EXERCISE INSTRUCTIONS: Each line of the data holding "false" should be found and copied.
[[ DATASET, beginning ]]
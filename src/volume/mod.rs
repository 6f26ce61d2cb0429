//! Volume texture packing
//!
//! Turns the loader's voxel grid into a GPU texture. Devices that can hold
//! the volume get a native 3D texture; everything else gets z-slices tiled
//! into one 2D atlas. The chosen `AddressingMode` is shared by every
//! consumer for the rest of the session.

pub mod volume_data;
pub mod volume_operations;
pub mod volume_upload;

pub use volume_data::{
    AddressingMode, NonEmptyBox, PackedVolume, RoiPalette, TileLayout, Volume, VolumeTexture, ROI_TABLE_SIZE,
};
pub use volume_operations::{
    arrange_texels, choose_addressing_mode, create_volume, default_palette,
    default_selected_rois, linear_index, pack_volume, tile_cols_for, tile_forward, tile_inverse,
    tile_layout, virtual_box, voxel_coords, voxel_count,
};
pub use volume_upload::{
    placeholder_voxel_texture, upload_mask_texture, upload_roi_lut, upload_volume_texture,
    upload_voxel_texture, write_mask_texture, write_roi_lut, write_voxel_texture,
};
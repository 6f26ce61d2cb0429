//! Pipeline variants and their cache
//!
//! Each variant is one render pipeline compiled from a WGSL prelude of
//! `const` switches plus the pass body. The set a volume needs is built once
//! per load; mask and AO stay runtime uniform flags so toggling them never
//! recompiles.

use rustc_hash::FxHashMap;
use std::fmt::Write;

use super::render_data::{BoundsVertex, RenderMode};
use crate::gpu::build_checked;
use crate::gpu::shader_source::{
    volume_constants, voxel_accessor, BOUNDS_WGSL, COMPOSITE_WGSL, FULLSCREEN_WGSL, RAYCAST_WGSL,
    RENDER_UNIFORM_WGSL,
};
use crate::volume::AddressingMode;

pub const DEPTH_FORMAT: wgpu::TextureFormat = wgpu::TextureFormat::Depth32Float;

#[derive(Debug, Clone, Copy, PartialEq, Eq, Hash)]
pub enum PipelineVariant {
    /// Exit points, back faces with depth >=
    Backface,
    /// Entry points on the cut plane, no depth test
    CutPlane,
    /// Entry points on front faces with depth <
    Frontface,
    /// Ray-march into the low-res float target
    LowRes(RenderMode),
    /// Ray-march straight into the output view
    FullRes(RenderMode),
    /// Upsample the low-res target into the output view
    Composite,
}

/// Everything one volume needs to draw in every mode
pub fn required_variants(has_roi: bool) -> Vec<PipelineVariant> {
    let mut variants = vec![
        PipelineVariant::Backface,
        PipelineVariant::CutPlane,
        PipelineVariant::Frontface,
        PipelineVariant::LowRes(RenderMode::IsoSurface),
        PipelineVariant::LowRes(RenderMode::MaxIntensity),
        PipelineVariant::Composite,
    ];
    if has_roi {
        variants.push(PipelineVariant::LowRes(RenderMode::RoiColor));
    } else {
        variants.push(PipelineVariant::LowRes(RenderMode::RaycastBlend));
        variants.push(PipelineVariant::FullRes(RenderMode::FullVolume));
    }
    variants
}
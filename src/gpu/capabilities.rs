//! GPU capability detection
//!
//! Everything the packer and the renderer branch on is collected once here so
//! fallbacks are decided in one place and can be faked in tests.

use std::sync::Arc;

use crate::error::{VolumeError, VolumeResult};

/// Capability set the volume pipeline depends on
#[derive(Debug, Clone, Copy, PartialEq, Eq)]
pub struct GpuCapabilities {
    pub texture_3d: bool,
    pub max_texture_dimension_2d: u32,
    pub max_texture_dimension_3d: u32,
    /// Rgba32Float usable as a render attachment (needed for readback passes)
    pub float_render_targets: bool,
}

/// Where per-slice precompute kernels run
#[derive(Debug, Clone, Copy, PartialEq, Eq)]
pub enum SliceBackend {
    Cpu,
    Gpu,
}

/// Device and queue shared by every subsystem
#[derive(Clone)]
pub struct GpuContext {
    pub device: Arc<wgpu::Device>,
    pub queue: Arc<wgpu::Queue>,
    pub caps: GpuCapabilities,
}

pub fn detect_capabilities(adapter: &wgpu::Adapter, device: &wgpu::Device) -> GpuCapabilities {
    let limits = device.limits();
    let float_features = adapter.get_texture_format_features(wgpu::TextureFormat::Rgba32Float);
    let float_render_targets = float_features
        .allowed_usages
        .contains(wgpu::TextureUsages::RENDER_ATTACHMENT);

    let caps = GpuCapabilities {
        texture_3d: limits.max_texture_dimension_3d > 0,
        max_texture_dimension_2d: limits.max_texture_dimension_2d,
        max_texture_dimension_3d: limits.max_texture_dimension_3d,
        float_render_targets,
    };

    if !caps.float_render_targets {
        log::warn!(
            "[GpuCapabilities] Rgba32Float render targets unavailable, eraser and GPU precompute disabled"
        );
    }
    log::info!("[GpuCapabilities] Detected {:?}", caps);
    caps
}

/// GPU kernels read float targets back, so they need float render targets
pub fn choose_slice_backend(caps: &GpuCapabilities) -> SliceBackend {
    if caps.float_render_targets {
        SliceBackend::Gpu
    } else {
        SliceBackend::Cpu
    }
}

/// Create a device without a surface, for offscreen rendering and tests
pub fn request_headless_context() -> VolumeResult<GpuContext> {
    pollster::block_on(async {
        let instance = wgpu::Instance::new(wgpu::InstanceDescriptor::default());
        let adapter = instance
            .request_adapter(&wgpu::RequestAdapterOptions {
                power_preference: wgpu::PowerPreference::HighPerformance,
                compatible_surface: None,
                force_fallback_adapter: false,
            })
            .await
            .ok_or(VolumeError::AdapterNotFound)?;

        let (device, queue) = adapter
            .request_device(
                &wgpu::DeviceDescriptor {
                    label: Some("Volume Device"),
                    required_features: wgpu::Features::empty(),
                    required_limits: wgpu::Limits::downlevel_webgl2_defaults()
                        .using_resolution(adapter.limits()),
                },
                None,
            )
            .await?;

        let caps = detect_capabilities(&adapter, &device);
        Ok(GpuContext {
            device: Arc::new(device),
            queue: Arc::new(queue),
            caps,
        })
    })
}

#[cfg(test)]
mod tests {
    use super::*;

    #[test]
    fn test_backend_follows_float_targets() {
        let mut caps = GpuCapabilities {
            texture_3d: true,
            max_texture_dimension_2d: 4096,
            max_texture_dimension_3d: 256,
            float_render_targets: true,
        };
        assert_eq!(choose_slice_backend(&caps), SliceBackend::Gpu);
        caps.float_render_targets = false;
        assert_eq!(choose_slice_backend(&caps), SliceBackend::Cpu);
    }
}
[[ DATASET, end ]]
[[ DATASET, beginning ]]
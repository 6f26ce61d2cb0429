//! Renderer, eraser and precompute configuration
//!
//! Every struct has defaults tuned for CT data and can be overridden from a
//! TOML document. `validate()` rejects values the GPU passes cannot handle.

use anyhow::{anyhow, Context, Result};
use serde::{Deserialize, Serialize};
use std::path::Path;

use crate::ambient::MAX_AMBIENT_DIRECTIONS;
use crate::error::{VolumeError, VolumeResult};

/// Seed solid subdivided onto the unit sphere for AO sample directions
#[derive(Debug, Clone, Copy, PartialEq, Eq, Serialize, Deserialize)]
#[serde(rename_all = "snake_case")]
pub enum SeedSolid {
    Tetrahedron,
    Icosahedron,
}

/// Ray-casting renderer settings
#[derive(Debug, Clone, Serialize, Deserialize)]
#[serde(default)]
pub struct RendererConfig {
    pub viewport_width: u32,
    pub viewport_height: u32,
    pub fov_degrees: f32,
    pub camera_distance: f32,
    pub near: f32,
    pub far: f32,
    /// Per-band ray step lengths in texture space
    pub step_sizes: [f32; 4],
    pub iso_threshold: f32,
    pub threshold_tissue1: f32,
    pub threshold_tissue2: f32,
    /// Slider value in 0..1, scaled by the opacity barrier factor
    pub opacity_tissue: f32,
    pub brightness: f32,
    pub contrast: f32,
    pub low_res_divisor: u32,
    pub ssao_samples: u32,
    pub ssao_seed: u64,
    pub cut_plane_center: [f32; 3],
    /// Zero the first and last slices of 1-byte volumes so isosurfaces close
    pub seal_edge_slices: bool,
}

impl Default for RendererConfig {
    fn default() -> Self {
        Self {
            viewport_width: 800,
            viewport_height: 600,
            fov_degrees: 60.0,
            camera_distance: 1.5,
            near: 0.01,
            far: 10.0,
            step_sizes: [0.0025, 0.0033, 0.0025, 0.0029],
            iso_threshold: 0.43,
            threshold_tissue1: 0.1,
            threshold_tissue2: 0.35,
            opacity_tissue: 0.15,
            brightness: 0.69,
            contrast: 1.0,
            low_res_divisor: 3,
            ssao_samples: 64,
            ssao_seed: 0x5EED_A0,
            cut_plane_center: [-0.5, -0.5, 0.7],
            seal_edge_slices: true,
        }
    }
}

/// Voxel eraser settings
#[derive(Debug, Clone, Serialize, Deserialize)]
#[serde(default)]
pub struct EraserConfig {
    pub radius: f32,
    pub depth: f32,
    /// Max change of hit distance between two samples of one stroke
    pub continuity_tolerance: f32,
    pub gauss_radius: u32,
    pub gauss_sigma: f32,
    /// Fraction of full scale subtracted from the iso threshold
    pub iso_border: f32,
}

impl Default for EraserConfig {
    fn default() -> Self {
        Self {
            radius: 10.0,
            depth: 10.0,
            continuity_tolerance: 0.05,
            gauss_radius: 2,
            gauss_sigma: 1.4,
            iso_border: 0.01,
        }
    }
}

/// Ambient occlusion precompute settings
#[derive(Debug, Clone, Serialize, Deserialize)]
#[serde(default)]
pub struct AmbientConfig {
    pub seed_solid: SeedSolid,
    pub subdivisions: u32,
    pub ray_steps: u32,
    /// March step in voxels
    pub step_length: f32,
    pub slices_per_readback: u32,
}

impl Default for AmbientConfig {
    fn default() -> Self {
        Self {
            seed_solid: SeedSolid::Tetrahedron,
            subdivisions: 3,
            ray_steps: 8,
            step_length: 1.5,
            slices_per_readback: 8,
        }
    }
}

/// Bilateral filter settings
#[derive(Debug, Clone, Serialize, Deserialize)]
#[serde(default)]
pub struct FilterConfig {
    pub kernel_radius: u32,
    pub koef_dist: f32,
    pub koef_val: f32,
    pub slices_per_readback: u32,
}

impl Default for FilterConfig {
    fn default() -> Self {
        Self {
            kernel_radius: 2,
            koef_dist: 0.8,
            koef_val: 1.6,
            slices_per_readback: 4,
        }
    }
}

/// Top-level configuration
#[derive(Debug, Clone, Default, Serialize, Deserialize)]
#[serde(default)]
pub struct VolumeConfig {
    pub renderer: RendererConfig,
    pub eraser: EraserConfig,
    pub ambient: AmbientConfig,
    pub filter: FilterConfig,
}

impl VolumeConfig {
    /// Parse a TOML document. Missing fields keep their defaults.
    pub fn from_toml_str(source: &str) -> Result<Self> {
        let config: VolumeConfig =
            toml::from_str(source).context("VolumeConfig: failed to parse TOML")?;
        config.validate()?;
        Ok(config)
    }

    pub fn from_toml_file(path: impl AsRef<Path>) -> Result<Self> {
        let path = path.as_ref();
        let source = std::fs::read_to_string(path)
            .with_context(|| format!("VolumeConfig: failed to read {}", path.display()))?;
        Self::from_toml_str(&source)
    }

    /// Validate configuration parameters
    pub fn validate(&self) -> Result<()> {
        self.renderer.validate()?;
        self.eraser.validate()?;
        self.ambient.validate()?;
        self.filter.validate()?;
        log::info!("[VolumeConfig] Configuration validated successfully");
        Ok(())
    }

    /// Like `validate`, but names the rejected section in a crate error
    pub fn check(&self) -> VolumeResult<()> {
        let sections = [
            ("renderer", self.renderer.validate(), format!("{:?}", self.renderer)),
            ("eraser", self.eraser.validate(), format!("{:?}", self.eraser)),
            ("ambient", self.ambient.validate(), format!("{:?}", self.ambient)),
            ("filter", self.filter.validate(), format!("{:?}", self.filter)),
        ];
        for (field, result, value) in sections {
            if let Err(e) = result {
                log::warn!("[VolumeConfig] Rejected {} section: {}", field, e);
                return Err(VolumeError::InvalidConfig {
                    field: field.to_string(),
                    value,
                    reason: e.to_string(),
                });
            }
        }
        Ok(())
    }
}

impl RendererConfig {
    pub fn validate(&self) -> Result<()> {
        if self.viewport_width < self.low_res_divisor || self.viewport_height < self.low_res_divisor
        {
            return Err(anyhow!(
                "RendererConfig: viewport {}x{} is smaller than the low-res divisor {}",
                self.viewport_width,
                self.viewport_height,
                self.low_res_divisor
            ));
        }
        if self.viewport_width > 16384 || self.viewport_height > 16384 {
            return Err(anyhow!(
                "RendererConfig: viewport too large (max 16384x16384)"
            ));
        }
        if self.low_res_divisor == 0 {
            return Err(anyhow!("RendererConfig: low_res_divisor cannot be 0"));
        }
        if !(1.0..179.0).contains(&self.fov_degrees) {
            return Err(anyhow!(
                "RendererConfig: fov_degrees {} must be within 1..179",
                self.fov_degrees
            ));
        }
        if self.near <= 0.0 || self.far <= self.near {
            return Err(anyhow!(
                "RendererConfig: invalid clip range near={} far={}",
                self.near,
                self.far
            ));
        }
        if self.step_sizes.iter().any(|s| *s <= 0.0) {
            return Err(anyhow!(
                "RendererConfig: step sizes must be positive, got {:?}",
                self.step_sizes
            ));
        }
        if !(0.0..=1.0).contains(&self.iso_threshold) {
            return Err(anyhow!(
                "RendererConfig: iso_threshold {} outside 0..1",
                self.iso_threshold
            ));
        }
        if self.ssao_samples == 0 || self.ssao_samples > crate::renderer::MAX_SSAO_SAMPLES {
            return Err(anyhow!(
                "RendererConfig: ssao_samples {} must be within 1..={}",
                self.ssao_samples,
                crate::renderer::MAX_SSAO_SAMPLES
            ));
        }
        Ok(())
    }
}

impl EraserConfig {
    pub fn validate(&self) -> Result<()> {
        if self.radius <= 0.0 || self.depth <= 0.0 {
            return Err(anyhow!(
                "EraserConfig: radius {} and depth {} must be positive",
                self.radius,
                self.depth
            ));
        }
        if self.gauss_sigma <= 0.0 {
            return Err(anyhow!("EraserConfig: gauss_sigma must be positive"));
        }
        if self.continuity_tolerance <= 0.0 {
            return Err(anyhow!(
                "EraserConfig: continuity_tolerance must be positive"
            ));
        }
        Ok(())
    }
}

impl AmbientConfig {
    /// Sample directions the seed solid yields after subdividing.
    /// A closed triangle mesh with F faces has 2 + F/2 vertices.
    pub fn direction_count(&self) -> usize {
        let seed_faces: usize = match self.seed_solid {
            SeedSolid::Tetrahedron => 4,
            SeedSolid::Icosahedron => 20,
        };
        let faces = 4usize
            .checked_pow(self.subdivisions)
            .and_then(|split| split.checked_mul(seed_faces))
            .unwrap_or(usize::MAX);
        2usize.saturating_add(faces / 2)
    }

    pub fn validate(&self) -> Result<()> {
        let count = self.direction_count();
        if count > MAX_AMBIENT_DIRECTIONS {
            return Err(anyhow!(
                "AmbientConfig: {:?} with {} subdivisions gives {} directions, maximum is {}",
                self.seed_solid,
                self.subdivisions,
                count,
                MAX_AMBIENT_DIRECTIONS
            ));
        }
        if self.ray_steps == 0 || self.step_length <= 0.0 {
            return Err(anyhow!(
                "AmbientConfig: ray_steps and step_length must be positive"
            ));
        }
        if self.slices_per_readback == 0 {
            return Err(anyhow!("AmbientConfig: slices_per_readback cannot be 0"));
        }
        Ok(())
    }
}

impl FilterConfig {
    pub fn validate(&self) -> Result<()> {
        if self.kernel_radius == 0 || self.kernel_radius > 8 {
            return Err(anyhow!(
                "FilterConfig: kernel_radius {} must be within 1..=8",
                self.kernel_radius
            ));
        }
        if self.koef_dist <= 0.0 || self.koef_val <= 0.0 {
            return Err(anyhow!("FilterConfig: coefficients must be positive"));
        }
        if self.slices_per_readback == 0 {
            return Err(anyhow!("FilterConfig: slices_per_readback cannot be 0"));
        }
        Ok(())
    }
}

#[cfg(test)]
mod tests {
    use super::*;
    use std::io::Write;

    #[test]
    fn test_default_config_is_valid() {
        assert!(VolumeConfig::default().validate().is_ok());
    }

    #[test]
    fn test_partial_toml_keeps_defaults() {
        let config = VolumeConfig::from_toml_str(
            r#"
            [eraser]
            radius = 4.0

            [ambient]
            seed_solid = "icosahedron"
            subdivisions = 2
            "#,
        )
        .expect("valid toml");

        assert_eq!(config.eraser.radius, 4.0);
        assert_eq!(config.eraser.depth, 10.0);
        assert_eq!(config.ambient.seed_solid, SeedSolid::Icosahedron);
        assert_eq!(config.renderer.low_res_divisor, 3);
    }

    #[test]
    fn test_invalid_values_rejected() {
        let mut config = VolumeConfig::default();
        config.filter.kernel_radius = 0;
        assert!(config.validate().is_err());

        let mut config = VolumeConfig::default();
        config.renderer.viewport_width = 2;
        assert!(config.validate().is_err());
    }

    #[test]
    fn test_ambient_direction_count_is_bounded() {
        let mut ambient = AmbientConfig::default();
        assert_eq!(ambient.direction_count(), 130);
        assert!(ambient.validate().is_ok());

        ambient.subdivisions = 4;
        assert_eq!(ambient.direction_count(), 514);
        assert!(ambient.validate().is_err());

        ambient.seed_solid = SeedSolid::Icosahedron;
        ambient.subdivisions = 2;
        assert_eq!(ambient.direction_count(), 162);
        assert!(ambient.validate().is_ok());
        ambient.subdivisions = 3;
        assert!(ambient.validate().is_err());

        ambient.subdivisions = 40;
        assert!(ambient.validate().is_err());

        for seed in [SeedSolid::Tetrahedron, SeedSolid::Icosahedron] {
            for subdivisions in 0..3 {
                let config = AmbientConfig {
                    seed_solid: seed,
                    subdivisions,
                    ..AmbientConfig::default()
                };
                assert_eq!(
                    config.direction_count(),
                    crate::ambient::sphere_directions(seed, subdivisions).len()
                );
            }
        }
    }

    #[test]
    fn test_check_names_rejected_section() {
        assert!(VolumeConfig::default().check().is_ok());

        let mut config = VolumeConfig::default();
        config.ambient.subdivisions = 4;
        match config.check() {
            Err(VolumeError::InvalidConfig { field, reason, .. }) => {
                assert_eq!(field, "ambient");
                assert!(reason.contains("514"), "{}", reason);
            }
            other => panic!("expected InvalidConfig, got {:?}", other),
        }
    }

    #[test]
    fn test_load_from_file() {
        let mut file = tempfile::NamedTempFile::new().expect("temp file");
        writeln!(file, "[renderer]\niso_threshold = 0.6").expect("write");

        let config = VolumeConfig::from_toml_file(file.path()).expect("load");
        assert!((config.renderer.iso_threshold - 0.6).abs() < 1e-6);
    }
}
[[ DATASET, end ]]
[[ DATASET, beginning ]]
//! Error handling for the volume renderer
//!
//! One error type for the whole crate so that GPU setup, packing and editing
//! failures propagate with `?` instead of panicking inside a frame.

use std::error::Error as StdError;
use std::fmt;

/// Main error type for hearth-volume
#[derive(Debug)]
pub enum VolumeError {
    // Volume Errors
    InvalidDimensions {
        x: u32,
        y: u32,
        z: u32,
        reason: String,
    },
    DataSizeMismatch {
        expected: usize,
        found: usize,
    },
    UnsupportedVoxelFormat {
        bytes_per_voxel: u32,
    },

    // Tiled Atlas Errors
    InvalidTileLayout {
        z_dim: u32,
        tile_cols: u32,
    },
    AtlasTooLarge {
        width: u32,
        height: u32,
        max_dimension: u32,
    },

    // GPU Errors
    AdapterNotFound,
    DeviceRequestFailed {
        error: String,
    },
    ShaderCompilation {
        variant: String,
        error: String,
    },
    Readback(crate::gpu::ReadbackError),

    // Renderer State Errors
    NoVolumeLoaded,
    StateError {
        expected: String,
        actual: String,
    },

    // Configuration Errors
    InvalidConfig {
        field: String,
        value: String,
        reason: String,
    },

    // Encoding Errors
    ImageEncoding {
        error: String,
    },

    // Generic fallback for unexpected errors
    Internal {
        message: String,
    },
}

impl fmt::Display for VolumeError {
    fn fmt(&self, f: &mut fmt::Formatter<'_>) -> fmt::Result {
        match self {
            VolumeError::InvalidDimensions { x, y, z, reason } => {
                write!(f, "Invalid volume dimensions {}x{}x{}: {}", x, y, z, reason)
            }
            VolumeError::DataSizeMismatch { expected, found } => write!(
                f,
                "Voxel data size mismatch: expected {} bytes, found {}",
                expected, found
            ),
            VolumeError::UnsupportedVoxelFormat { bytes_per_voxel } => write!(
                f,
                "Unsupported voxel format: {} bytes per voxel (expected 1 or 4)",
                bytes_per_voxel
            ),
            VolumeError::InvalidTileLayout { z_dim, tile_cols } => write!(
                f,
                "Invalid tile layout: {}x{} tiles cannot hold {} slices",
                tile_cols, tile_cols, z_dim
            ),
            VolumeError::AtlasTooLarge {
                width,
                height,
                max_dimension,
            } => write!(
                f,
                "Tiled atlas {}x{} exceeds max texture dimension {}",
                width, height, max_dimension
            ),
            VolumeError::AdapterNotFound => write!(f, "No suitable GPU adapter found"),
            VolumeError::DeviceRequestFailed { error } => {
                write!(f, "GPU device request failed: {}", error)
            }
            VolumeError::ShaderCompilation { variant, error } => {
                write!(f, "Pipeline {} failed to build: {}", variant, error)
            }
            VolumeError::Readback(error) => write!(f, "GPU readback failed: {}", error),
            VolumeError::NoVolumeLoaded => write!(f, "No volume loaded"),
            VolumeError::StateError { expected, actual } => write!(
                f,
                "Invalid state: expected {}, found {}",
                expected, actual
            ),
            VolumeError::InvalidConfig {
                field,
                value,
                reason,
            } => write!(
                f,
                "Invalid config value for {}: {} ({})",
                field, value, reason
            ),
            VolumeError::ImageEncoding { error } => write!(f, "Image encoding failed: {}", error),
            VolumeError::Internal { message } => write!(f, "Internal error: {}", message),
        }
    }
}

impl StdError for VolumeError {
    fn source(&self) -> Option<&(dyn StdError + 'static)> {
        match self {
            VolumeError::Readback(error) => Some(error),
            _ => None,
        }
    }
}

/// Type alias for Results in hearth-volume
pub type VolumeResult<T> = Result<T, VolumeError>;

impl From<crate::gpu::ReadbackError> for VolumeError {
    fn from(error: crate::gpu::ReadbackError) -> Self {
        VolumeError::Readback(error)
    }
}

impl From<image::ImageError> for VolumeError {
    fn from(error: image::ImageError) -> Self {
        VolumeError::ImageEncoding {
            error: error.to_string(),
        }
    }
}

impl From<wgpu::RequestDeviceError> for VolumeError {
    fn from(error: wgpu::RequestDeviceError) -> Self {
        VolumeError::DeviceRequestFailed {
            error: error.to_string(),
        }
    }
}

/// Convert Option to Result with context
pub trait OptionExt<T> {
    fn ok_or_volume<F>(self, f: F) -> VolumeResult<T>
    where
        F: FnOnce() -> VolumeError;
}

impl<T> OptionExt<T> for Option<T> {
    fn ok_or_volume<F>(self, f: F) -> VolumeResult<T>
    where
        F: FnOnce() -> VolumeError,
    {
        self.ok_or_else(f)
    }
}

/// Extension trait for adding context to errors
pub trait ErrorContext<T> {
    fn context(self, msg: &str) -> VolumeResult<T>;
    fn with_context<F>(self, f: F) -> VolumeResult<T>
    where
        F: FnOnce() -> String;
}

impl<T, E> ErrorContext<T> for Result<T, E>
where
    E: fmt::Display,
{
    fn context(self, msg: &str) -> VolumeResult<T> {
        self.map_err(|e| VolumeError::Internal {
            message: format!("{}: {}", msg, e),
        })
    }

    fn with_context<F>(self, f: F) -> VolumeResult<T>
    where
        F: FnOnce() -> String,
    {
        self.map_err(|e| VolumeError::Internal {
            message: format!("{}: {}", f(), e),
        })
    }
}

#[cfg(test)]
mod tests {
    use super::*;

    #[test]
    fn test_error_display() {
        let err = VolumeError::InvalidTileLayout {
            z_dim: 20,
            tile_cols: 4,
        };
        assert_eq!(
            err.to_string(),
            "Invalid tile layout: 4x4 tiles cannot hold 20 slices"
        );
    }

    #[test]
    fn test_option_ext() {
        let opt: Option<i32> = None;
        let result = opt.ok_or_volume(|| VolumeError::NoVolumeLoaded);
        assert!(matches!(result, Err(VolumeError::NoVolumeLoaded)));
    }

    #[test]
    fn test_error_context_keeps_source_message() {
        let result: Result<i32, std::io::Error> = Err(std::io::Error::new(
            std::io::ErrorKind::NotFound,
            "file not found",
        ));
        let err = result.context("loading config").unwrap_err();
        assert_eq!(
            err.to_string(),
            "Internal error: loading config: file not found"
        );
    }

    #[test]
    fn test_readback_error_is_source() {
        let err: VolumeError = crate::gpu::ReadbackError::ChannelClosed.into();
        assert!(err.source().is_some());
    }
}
[[ DATASET, end ]]
SOLUTION TO THIS PROBLEM:
                force_fallback_adapter: false,
        caps.float_render_targets = false;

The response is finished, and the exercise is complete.